I grew up in the 1960s and watched young people join the Freedom Riders to defend minorities in the Deep South; lead protests to end the Vietnam War; and advocate for civil rights, a clean environment, and the women’s movement. It seemed to work. America seemed to “grow up.” I lived much of my adult life believing that our country would no longer fight pointless wars and that we had entered a new period of tolerance in America committed to social justice. I thought I lived in a more mature society that, to paraphrase Martin Luther King, Jr., was prepared to worry less about skin color than the content of people’s character. I saw a black man elected president. I watched the Supreme Court uphold same-sex marriage. And now, suddenly, I am transported back to my childhood. Civil rights regulations, from voting rights to fair housing, are being rolled back. Residential segregation has increased. The risk of nuclear war is back. Social media is awash in hate speech. White supremacists now march openly (unhooded) in the streets.

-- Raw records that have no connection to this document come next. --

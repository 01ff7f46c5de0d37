//! Drono kernel: device telemetry reconciliation and distribution.
//!
//! Probes feed extractors, the reconciler merges their fragments into one
//! `DeviceStatus` per device, the cache rate-limits probing, the fan-out
//! scheduler refreshes many devices under a concurrency cap and the
//! broadcaster pushes changes through the channel bus.

pub mod broadcaster;
pub mod bus;
pub mod cache;
pub mod commands;
pub mod config;
pub mod error;
pub mod events;
pub mod extract;
pub mod fanout;
pub mod health;
pub mod http;
pub mod kernel;
pub mod logging;
pub mod models;
pub mod mqtt;
pub mod probe;
pub mod reconcile;

pub use broadcaster::{BroadcastConfig, ChangeDetector, StatusBroadcaster};
pub use bus::{ChannelBus, Subscriber, SubscriberHandle};
pub use cache::{DeviceCache, StalenessPolicy};
pub use commands::{CommandExecutor, CommandOutcome, CommandParams, DeviceAction};
pub use config::KernelConfig;
pub use events::KernelEvent;
pub use fanout::FanOutScheduler;
pub use kernel::Kernel;
pub use models::{DeviceInfo, DeviceStatus, RunState};
pub use probe::{DeviceDirectory, Probe, ProbeTimeouts};
pub use reconcile::Reconciler;
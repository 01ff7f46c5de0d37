/**
 * DRONO KERNEL - process entry point
 *
 * ROLE: loads config, builds the kernel over the ADB transport, starts the
 * background tasks (bus worker, broadcaster, optional MQTT bridge) and serves
 * the HTTP/WebSocket API.
 */

use std::sync::Arc;

use anyhow::Context;
use tokio::net::TcpListener;
use tracing::{info, warn};

use drono_kernel::config::load_config;
use drono_kernel::http::{build_router, AppState};
use drono_kernel::logging::init_logging;
use drono_kernel::mqtt::spawn_mqtt_bridge;
use drono_kernel::probe::AdbTransport;
use drono_kernel::Kernel;

#[tokio::main]
async fn main() -> anyhow::Result<()> {
    dotenvy::dotenv().ok();
    init_logging();

    let cfg = load_config().await;

    let adb = Arc::new(
        AdbTransport::new(cfg.adb.clone(), cfg.probes.timeouts()).context("invalid adb configuration")?,
    );
    if let Err(e) = adb.check_available().await {
        warn!("[kernel] adb not usable yet: {}", e);
    }

    let kernel = Kernel::build(&cfg, adb.clone(), adb.clone(), adb);
    let _tasks = kernel.start();

    if let Some(mqtt) = &cfg.mqtt {
        if let Err(e) = spawn_mqtt_bridge(mqtt, kernel.clone()) {
            warn!("[kernel] MQTT bridge disabled: {:#}", e);
        }
    }

    if cfg.api_key.is_none() {
        warn!("[kernel] no API key configured, HTTP API is open");
    }
    let app = build_router(AppState::new(
        kernel,
        cfg.api_key.clone(),
        cfg.broadcast.subscriber_queue,
    ));

    let listener = TcpListener::bind(&cfg.listen)
        .await
        .with_context(|| format!("cannot bind {}", cfg.listen))?;
    info!("[kernel] listening on http://{}", cfg.listen);
    axum::serve(listener, app).await.context("HTTP server failed")?;
    Ok(())
}
/**
 * KERNEL CONFIG - YAML file plus environment overrides
 *
 * ROLE: one `KernelConfig` for the whole process. Every section has defaults,
 * so a partial file (or no file at all) still yields a usable config.
 *
 * LOADING: path from `DRONO_KERNEL_CONFIG`, else `kernel.yaml`. A missing or
 * invalid file is logged and replaced by the defaults. `DRONO_API_KEY`
 * overrides `api_key`.
 */

use std::path::Path;
use std::time::Duration;

use serde::{Deserialize, Serialize};
use tokio::fs;
use tracing::{info, warn};

use crate::cache::StalenessPolicy;
use crate::error::ConfigError;
use crate::probe::ProbeTimeouts;

pub const CONFIG_PATH_ENV: &str = "DRONO_KERNEL_CONFIG";
pub const API_KEY_ENV: &str = "DRONO_API_KEY";

#[derive(Debug, Clone, PartialEq, Serialize, Deserialize)]
#[serde(default)]
pub struct KernelConfig {
    pub listen: String,
    pub api_key: Option<String>,
    pub adb: AdbConf,
    pub cache: CacheConf,
    pub probes: ProbeConf,
    pub fanout: FanoutConf,
    pub broadcast: BroadcastConf,
    pub mqtt: Option<MqttConf>,
}

impl Default for KernelConfig {
    fn default() -> Self {
        Self {
            listen: "0.0.0.0:8000".into(),
            api_key: None,
            adb: AdbConf::default(),
            cache: CacheConf::default(),
            probes: ProbeConf::default(),
            fanout: FanoutConf::default(),
            broadcast: BroadcastConf::default(),
            mqtt: None,
        }
    }
}

#[derive(Debug, Clone, PartialEq, Serialize, Deserialize)]
#[serde(default)]
pub struct AdbConf {
    /// Program used to reach devices; may carry leading args (`"adb -H host"`).
    pub binary: String,
    pub package: String,
    pub activity: Option<String>,
    pub prefs_path: Option<String>,
    pub status_path: Option<String>,
    pub log_lines: u32,
    /// Read app-private files through `su -c`.
    pub use_root: bool,
}

impl Default for AdbConf {
    fn default() -> Self {
        Self {
            binary: "adb".into(),
            package: "com.example.imtbf.debug".into(),
            activity: None,
            prefs_path: None,
            status_path: None,
            log_lines: 20,
            use_root: true,
        }
    }
}

impl AdbConf {
    pub fn activity_name(&self) -> String {
        self.activity
            .clone()
            .unwrap_or_else(|| "com.example.imtbf.presentation.activities.MainActivity".into())
    }

    pub fn prefs_file(&self) -> String {
        self.prefs_path.clone().unwrap_or_else(|| {
            format!(
                "/data/data/{}/shared_prefs/instagram_traffic_simulator_prefs.xml",
                self.package
            )
        })
    }

    pub fn status_file(&self) -> String {
        self.status_path
            .clone()
            .unwrap_or_else(|| format!("/data/data/{}/files/status.json", self.package))
    }
}

#[derive(Debug, Clone, Copy, PartialEq, Eq, Serialize, Deserialize)]
#[serde(default)]
pub struct CacheConf {
    pub quick_ttl_ms: u64,
    pub full_ttl_ms: u64,
}

impl Default for CacheConf {
    fn default() -> Self {
        Self { quick_ttl_ms: 5_000, full_ttl_ms: 15_000 }
    }
}

impl CacheConf {
    pub fn policy(&self) -> StalenessPolicy {
        StalenessPolicy {
            quick_ttl: Duration::from_millis(self.quick_ttl_ms),
            full_ttl: Duration::from_millis(self.full_ttl_ms),
        }
    }
}

#[derive(Debug, Clone, Copy, PartialEq, Eq, Serialize, Deserialize)]
#[serde(default)]
pub struct ProbeConf {
    pub liveness_timeout_ms: u64,
    pub snapshot_timeout_ms: u64,
    pub log_tail_timeout_ms: u64,
}

impl Default for ProbeConf {
    fn default() -> Self {
        Self {
            liveness_timeout_ms: 2_000,
            snapshot_timeout_ms: 5_000,
            log_tail_timeout_ms: 3_000,
        }
    }
}

impl ProbeConf {
    pub fn timeouts(&self) -> ProbeTimeouts {
        ProbeTimeouts {
            liveness: Duration::from_millis(self.liveness_timeout_ms),
            snapshot: Duration::from_millis(self.snapshot_timeout_ms),
            log_tail: Duration::from_millis(self.log_tail_timeout_ms),
        }
    }
}

#[derive(Debug, Clone, Copy, PartialEq, Eq, Serialize, Deserialize)]
#[serde(default)]
pub struct FanoutConf {
    pub max_concurrent: usize,
    /// Upper bound on one device's refresh once it holds a slot.
    pub refresh_deadline_ms: u64,
}

impl Default for FanoutConf {
    fn default() -> Self {
        Self { max_concurrent: 3, refresh_deadline_ms: 20_000 }
    }
}

#[derive(Debug, Clone, Copy, PartialEq, Eq, Serialize, Deserialize)]
#[serde(default)]
pub struct BroadcastConf {
    pub automatic: bool,
    pub interval_secs: u64,
    /// Delay between two drains of the bus queue.
    pub pacing_ms: u64,
    /// Per-WebSocket outbound queue length before the client counts as lagging.
    pub subscriber_queue: usize,
}

impl Default for BroadcastConf {
    fn default() -> Self {
        Self {
            automatic: false,
            interval_secs: 3600,
            pacing_ms: 100,
            subscriber_queue: 64,
        }
    }
}

#[derive(Debug, Clone, PartialEq, Eq, Serialize, Deserialize)]
pub struct MqttConf {
    pub host: String,
    #[serde(default = "default_mqtt_port")]
    pub port: u16,
    #[serde(default = "default_topic_prefix")]
    pub topic_prefix: String,
    #[serde(default = "default_client_id")]
    pub client_id: String,
}

fn default_mqtt_port() -> u16 {
    1883
}

fn default_topic_prefix() -> String {
    "drono".into()
}

fn default_client_id() -> String {
    "drono-kernel".into()
}

/// Parses a YAML document. Blank input means "all defaults".
pub fn parse_config(text: &str) -> Result<KernelConfig, ConfigError> {
    if text.trim().is_empty() {
        return Ok(KernelConfig::default());
    }
    Ok(serde_yaml::from_str(text)?)
}

pub async fn read_config(path: impl AsRef<Path>) -> Result<KernelConfig, ConfigError> {
    let text = fs::read_to_string(path).await?;
    parse_config(&text)
}

/// Loads the process config. Never fails: problems fall back to defaults.
pub async fn load_config() -> KernelConfig {
    let path = std::env::var(CONFIG_PATH_ENV).unwrap_or_else(|_| "kernel.yaml".into());
    let mut cfg = if Path::new(&path).exists() {
        match read_config(&path).await {
            Ok(cfg) => {
                info!("[config] loaded {}", path);
                cfg
            }
            Err(e) => {
                warn!("[config] invalid {}: {}, using defaults", path, e);
                KernelConfig::default()
            }
        }
    } else {
        warn!("[config] no {}, using defaults", path);
        KernelConfig::default()
    };

    if let Ok(key) = std::env::var(API_KEY_ENV) {
        cfg.api_key = Some(key);
    }
    cfg.api_key = cfg.api_key.filter(|k| !k.is_empty());
    cfg
}
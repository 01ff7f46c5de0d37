//! ADB transport.
//!
//! Every query is one `adb` invocation with its own deadline. The child is
//! killed if the deadline passes, so a wedged device never pins a process.

use std::process::{Output, Stdio};
use std::sync::Arc;
use std::time::Duration;

use async_trait::async_trait;
use futures::future::join_all;
use tokio::process::Command;
use tracing::{debug, info};

use super::{DeviceDirectory, Probe, ProbeTimeouts};
use crate::commands::{
    broadcast_extras, CommandExecutor, CommandOutcome, CommandParams, DeviceAction, Strategy,
    StrategyChain,
};
use crate::config::AdbConf;
use crate::error::{CommandError, ProbeError};
use crate::models::DeviceInfo;

const UNKNOWN: &str = "Unknown";

#[derive(Clone)]
pub struct AdbTransport {
    inner: Arc<AdbInner>,
}

struct AdbInner {
    program: String,
    base_args: Vec<String>,
    conf: AdbConf,
    timeouts: ProbeTimeouts,
}

impl AdbTransport {
    pub fn new(conf: AdbConf, timeouts: ProbeTimeouts) -> Result<Self, ProbeError> {
        let mut words = shell_words::split(&conf.binary)
            .map_err(|e| ProbeError::Unavailable(format!("bad adb binary {:?}: {}", conf.binary, e)))?;
        if words.is_empty() {
            return Err(ProbeError::Unavailable("empty adb binary".into()));
        }
        let program = words.remove(0);
        Ok(Self {
            inner: Arc::new(AdbInner {
                program,
                base_args: words,
                conf,
                timeouts,
            }),
        })
    }

    pub fn conf(&self) -> &AdbConf {
        &self.inner.conf
    }

    /// Runs `adb version`; fails when the binary is missing or broken.
    pub async fn check_available(&self) -> Result<String, ProbeError> {
        let out = self.run_checked(&["version"], self.inner.timeouts.snapshot).await?;
        let version = String::from_utf8_lossy(&out)
            .lines()
            .next()
            .unwrap_or_default()
            .trim()
            .to_string();
        info!("[adb] {}", version);
        Ok(version)
    }

    async fn run(&self, args: &[&str], deadline: Duration) -> Result<Output, ProbeError> {
        let child = Command::new(&self.inner.program)
            .args(&self.inner.base_args)
            .args(args)
            .stdin(Stdio::null())
            .stdout(Stdio::piped())
            .stderr(Stdio::piped())
            .kill_on_drop(true)
            .spawn()?;

        match tokio::time::timeout(deadline, child.wait_with_output()).await {
            Ok(result) => Ok(result?),
            Err(_) => Err(ProbeError::Timeout(deadline)),
        }
    }

    async fn run_checked(&self, args: &[&str], deadline: Duration) -> Result<Vec<u8>, ProbeError> {
        let output = self.run(args, deadline).await?;
        if !output.status.success() {
            return Err(ProbeError::Exited {
                code: output.status.code(),
                stderr: String::from_utf8_lossy(&output.stderr).trim().to_string(),
            });
        }
        Ok(output.stdout)
    }

    async fn shell(&self, device_id: &str, command: &str, deadline: Duration) -> Result<Vec<u8>, ProbeError> {
        debug!("[adb] {} shell {}", device_id, command);
        self.run_checked(&["-s", device_id, "shell", command], deadline).await
    }

    fn read_file_command(&self, path: &str) -> String {
        let cat = format!("cat {}", shell_words::quote(path));
        if self.inner.conf.use_root {
            format!("su -c {}", shell_words::quote(&cat))
        } else {
            cat
        }
    }

    async fn read_file(&self, device_id: &str, path: &str) -> Result<Option<Vec<u8>>, ProbeError> {
        let out = self
            .shell(device_id, &self.read_file_command(path), self.inner.timeouts.snapshot)
            .await?;
        Ok(non_blank(out))
    }

    async fn describe(&self, device_id: String) -> DeviceInfo {
        let deadline = self.inner.timeouts.snapshot;
        let (model, battery) = futures::join!(
            self.shell(&device_id, "getprop ro.product.model", deadline),
            self.shell(&device_id, "dumpsys battery", deadline),
        );
        let model = model
            .ok()
            .map(|out| String::from_utf8_lossy(&out).trim().to_string())
            .filter(|m| !m.is_empty())
            .unwrap_or_else(|| UNKNOWN.into());
        let battery = battery
            .ok()
            .and_then(|out| parse_battery_level(&String::from_utf8_lossy(&out)))
            .unwrap_or_else(|| UNKNOWN.into());

        DeviceInfo {
            model,
            battery,
            ..DeviceInfo::online(device_id)
        }
    }

    /// Ordered ways of delivering `action` to the app.
    pub fn command_chain(&self, action: DeviceAction) -> StrategyChain {
        let broadcast = self.strategy("command-broadcast", command_broadcast);
        match action {
            DeviceAction::Start => StrategyChain::new()
                .then(broadcast)
                .then(self.strategy("activity-launch", activity_launch)),
            DeviceAction::Stop => StrategyChain::new()
                .then(broadcast)
                .then(self.strategy("force-stop", force_stop)),
            DeviceAction::Pause | DeviceAction::Resume | DeviceAction::Reload => {
                StrategyChain::new().then(broadcast)
            }
        }
    }

    fn strategy(&self, name: &'static str, build: BuildCommand) -> ShellStrategy {
        ShellStrategy {
            name,
            transport: self.clone(),
            build,
        }
    }
}

fn non_blank(out: Vec<u8>) -> Option<Vec<u8>> {
    (!out.iter().all(u8::is_ascii_whitespace)).then_some(out)
}

#[async_trait]
impl Probe for AdbTransport {
    async fn is_alive(&self, device_id: &str) -> Result<bool, ProbeError> {
        let cmd = format!("pidof {}", shell_words::quote(&self.inner.conf.package));
        // pidof exits non-zero when nothing matches; only stdout matters.
        let output = self
            .run(&["-s", device_id, "shell", &cmd], self.inner.timeouts.liveness)
            .await?;
        Ok(!String::from_utf8_lossy(&output.stdout).trim().is_empty())
    }

    async fn fetch_config_snapshot(&self, device_id: &str) -> Result<Option<Vec<u8>>, ProbeError> {
        self.read_file(device_id, &self.inner.conf.prefs_file()).await
    }

    async fn fetch_status_snapshot(&self, device_id: &str) -> Result<Option<Vec<u8>>, ProbeError> {
        self.read_file(device_id, &self.inner.conf.status_file()).await
    }

    async fn fetch_log_tail(&self, device_id: &str) -> Result<Option<Vec<u8>>, ProbeError> {
        let lines = self.inner.conf.log_lines.to_string();
        let out = self
            .run_checked(
                &["-s", device_id, "logcat", "-d", "-t", &lines, "-v", "brief"],
                self.inner.timeouts.log_tail,
            )
            .await?;
        Ok(non_blank(out))
    }
}

#[async_trait]
impl DeviceDirectory for AdbTransport {
    async fn list_devices(&self) -> Result<Vec<DeviceInfo>, ProbeError> {
        let out = self
            .run_checked(&["devices", "-l"], self.inner.timeouts.snapshot)
            .await?;
        let ids = parse_device_list(&String::from_utf8_lossy(&out));
        Ok(join_all(ids.into_iter().map(|id| self.describe(id))).await)
    }
}

#[async_trait]
impl CommandExecutor for AdbTransport {
    async fn execute(&self, device_id: &str, action: DeviceAction, params: &CommandParams) -> CommandOutcome {
        self.command_chain(action).run(device_id, action, params).await
    }
}

type BuildCommand = fn(&AdbConf, DeviceAction, &CommandParams) -> String;

/// A strategy that is a single `adb shell` command line.
struct ShellStrategy {
    name: &'static str,
    transport: AdbTransport,
    build: BuildCommand,
}

#[async_trait]
impl Strategy for ShellStrategy {
    fn name(&self) -> &str {
        self.name
    }

    async fn attempt(&self, device_id: &str, action: DeviceAction, params: &CommandParams) -> Result<String, CommandError> {
        let cmd = (self.build)(self.transport.conf(), action, params);
        let out = self
            .transport
            .shell(device_id, &cmd, self.transport.inner.timeouts.snapshot)
            .await?;
        let text = String::from_utf8_lossy(&out);
        // `am` reports most failures on stdout with a zero exit code.
        if let Some(line) = text
            .lines()
            .find(|l| l.starts_with("Error") || l.contains("Exception"))
        {
            return Err(CommandError::Rejected(line.trim().to_string()));
        }
        let first = text.lines().next().unwrap_or_default().trim();
        Ok(if first.is_empty() {
            format!("{} ok", self.name)
        } else {
            format!("{}: {}", self.name, first)
        })
    }
}

/// `am broadcast` to the app's command receiver, with params as extras.
pub fn command_broadcast(conf: &AdbConf, action: DeviceAction, params: &CommandParams) -> String {
    format!(
        "am broadcast -a {pkg}.COMMAND --es command {cmd}{extras} -p {pkg}",
        pkg = conf.package,
        cmd = action.broadcast_name(),
        extras = broadcast_extras(params),
    )
}

/// Explicit activity launch carrying the run settings as intent extras.
pub fn activity_launch(conf: &AdbConf, _action: DeviceAction, params: &CommandParams) -> String {
    let int = |key: &str, default: i64| params.get(key).and_then(|v| v.as_i64()).unwrap_or(default);
    let url = params
        .get("url")
        .and_then(|v| v.as_str())
        .unwrap_or("https://example.com");
    format!(
        "am start -n {}/{} --es custom_url {} --ei iterations {} --ei min_interval {} \
         --ei max_interval {} --ei delay_min {} --ei delay_max {} --ez load_from_intent true",
        conf.package,
        conf.activity_name(),
        shell_words::quote(url),
        int("iterations", 100),
        int("min_interval", 1),
        int("max_interval", 2),
        int("delay_min", 0),
        int("delay_max", 0),
    )
}

pub fn force_stop(conf: &AdbConf, _action: DeviceAction, _params: &CommandParams) -> String {
    format!("am force-stop {}", conf.package)
}

/// Ids of attached devices in the `device` state, from `adb devices -l`.
pub fn parse_device_list(text: &str) -> Vec<String> {
    text.lines()
        .map(str::trim)
        .filter(|l| !l.is_empty() && !l.starts_with("List of devices") && !l.starts_with('*'))
        .filter_map(|line| {
            let mut parts = line.split_whitespace();
            let id = parts.next()?;
            (parts.next()? == "device").then(|| id.to_string())
        })
        .collect()
}

/// `level: 87` from `dumpsys battery`, as `"87%"`.
pub fn parse_battery_level(text: &str) -> Option<String> {
    text.lines()
        .map(str::trim)
        .find_map(|l| l.strip_prefix("level:"))
        .map(str::trim)
        .filter(|v| !v.is_empty())
        .map(|v| format!("{}%", v))
}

But I take heart in today’s young people. Like the young people of the 1960s, today’s youth are not afraid to speak out and are determined to advocate for themselves, their country, and, indeed, for the planet itself. Their energy and courage in speaking out against gun violence gives me hope for the future. And I am heartened to watch the women’s movement take on new life in the past year in an arc leading from the Women’s March in January 2017 to the MeToo and Time’s Up movements and a growing slate of women seeking elected office. White males have dominated the leadership of this country for 242 years. It’s time for a change and some fresh ideas.
It’s impossible to predict what the future will bring to the Center or, more importantly, to our country. These are turbulent times. I am comforted in knowing that the Center on Society and Health is not alone; it is joined by other partners across the country with shared values and a commitment to move beyond lectures and white papers to achieve meaningful change in the conditions that shape health and economic opportunity. Our colleagues at other academic institutions run amazing centers and programs—too many to list here—and networks like the Interdisciplinary Association for Population Health Science, the Build Healthy Places Network, and Shelterforce are highlighting how public policies can improve economic opportunity and health together. Working together, there is much that can be accomplished. The Center on Society and Health enters its second decade with an exciting vision and much to do, and we invite others with shared interests to join us.